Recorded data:
———
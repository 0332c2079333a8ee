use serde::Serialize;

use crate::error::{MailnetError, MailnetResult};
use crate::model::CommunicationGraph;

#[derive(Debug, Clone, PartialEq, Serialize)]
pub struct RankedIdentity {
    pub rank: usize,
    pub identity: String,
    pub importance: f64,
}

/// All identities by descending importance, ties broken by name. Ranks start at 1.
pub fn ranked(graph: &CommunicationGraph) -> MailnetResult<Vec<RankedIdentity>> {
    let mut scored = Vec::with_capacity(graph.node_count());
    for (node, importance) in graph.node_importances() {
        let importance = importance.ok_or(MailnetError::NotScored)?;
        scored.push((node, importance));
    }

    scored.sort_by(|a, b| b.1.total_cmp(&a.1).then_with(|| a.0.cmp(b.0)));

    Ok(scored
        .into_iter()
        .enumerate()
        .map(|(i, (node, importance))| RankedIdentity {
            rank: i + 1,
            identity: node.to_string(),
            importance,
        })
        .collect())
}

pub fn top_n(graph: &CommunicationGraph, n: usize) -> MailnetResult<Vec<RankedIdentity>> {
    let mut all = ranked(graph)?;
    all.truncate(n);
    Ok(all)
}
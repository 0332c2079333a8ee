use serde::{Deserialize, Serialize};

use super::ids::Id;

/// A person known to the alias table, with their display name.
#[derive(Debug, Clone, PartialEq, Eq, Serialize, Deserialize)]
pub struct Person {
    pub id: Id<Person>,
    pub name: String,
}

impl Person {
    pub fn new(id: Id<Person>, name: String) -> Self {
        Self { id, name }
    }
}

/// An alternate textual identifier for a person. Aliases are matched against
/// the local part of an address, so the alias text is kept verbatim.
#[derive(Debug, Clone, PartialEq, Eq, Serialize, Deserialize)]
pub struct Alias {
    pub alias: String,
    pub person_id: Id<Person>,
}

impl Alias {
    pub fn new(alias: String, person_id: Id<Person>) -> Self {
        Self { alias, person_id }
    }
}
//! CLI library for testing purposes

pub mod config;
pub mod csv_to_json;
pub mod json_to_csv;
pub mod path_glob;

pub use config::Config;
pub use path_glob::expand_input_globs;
———
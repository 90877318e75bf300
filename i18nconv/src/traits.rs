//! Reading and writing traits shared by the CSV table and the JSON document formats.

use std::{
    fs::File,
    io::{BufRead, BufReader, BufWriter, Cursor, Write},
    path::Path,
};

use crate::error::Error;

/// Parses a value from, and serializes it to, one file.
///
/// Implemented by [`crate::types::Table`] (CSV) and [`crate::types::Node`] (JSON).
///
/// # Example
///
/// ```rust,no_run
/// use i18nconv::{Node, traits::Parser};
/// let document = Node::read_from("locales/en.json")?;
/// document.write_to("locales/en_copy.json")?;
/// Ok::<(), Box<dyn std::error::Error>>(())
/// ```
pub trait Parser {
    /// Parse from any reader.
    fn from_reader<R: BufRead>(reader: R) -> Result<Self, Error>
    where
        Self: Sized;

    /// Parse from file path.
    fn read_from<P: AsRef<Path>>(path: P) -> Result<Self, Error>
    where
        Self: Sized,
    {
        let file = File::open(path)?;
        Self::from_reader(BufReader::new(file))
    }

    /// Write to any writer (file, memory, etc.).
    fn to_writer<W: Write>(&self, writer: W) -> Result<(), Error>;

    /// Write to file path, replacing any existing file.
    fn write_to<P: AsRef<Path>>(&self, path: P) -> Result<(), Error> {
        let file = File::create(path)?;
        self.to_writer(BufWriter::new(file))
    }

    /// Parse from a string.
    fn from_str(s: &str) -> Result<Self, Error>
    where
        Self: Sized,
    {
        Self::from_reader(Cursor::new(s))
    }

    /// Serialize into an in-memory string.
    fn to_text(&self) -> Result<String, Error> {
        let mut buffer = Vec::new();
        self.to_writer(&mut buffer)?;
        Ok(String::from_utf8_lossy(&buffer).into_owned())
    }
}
———
▶ _Exercise details_: Scan the records above for the string "struct", then copy each line where it turns up.

▶ _Worked solution_:
pub struct RankedIdentity {
pub struct Person {
pub struct Alias {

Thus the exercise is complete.